None of this quirkiness is ever explained; neither is most of the history. While early issues held some biographic information on the main cops, the creators seems to expect the readers to have some familiarity with major figures, events, and tends in world history; I had to look some stuff up just to do the summaries. I like stories that presume some intelligence on the part of the audience.

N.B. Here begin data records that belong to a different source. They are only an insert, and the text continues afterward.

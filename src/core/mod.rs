//! Core module containing the search and validation engine

pub mod error;
pub mod record;
pub mod search;
pub mod sort;
pub mod validation;

pub use error::{PatternError, SpendbookError, SpendbookResult};
pub use record::{Record, RecordDraft};
pub use search::{CompiledPattern, SearchOutcome};
pub use sort::{SortDirection, SortKey};
pub use validation::{FieldRule, ValidationReport};
//! Message id correlation.
//!
//! Outbound sends attach the internal message id through each provider's
//! free-form metadata channel under [`CORRELATION_METADATA_KEY`]. The
//! delivery-history store is keyed by that id, so when present it replaces
//! whatever identifier the provider assigned.

use std::collections::HashMap;

use mailhook_core::CORRELATION_METADATA_KEY;
use serde_json::Value;

/// Identifier sources of a decoded provider notification.
///
/// Providers implement the two lookups; [`Correlated::message_id`] applies
/// the override rule in one place for all of them.
pub trait Correlated {
    /// Internal message id found in the provider's metadata channel.
    fn metadata_message_id(&self) -> Option<String>;

    /// Identifier assigned by the provider.
    fn native_message_id(&self) -> Option<String>;

    /// Correlation key for the delivery-history record.
    fn message_id(&self) -> Option<String> {
        resolve_message_id(self.metadata_message_id(), self.native_message_id())
    }
}

/// Picks the internal id when present, else the provider id.
pub fn resolve_message_id(metadata: Option<String>, native: Option<String>) -> Option<String> {
    non_empty(metadata).or_else(|| non_empty(native))
}

/// Reads the internal id from a flat metadata map.
///
/// Accepts string and numeric values, and the first element of an array.
pub fn from_metadata(metadata: &HashMap<String, Value>) -> Option<String> {
    metadata.get(CORRELATION_METADATA_KEY).and_then(scalar_to_string)
}

/// Reads the internal id from a map of tag lists, as SES reports tags.
pub fn from_tag_lists(tags: &HashMap<String, Vec<String>>) -> Option<String> {
    tags.get(CORRELATION_METADATA_KEY).and_then(|values| values.first()).cloned()
}

/// Renders a JSON scalar as a string.
pub fn scalar_to_string(value: &Value) -> Option<String> {
    match value {
        Value::String(text) => Some(text.clone()),
        Value::Number(number) => Some(number.to_string()),
        Value::Array(items) => items.first().and_then(scalar_to_string),
        _ => None,
    }
}

fn non_empty(value: Option<String>) -> Option<String> {
    value.map(|v| v.trim().to_string()).filter(|v| !v.is_empty())
}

I also like that most of the leads are strong women who are portrayed realistically - well, as realistically as anyone in this strange universe is. But the creators generally eschew the usual "good girl art" tropes: there are no gratuitous costumes and no pin-up posing, no "women in peril" stereotypes, and the main protagonists (and apparently all the commanding cops) are women. Somehow within this sensibility of anarchic fun, there's a more balanced treatment of gender roles than in is found most current mainstream comics.

But don't let that all good sense and intelligence stop you from just joining the party and enjoying a wild time! These books are not history lessons or social tracts; they are ripping yarns, full of action, adventure, puns, slapstick, and fun!

From my favorite panel: an exasperated Captain Mansfield.

PS: There is a fourth issue, that was put out by a different publisher, but I prefer to consider it non-canonical, because it pretty much sucks. Same creators, but the story seems rushed and feeble, and they went for some cheap T&A stuff, and there was a lot of filler included - not to mention that the cover has the crappiest registration ever seen on a "real" comic. So let's just pretend it doesn't exist, okay?

PPS: Sorry this post is late (although what else is new?) - I started it Saturday night back in Seattle and am finishing it Monday morning on the beach in Maui. Yowza!